◆ EXERCISE DESCRIPTION: Please print exactly the line containing "Shared result type." and every line after it to the end of the records below, and nothing more.

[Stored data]
******

//! roomwire core: transport-agnostic protocol primitives, error types, and
//! reconnect policy math.
//!
//! This crate defines the wire-level contracts and error surface shared by the
//! client and test tooling. It intentionally carries no transport or runtime
//! dependencies so it can be reused in multiple contexts.
//!
//! # Defensive guarantees
//! Panics, `unwrap`, and `expect` are compile-denied here
//! (`#![deny(clippy::panic, clippy::unwrap_used, clippy::expect_used)]`).
//! All fallible paths must surface as `ChannelError`/`Result` so a single bad
//! frame can never crash a consumer.

#![deny(clippy::unwrap_used)]
#![deny(clippy::expect_used)]
#![deny(clippy::panic)]

pub mod error;
pub mod protocol;
pub mod retry;

/// Shared result type.
pub use error::{ChannelError, Result};
pub use retry::ReconnectPolicy;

******

◆ COMPLETED TASK:
/// Shared result type.
pub use error::{ChannelError, Result};
pub use retry::ReconnectPolicy;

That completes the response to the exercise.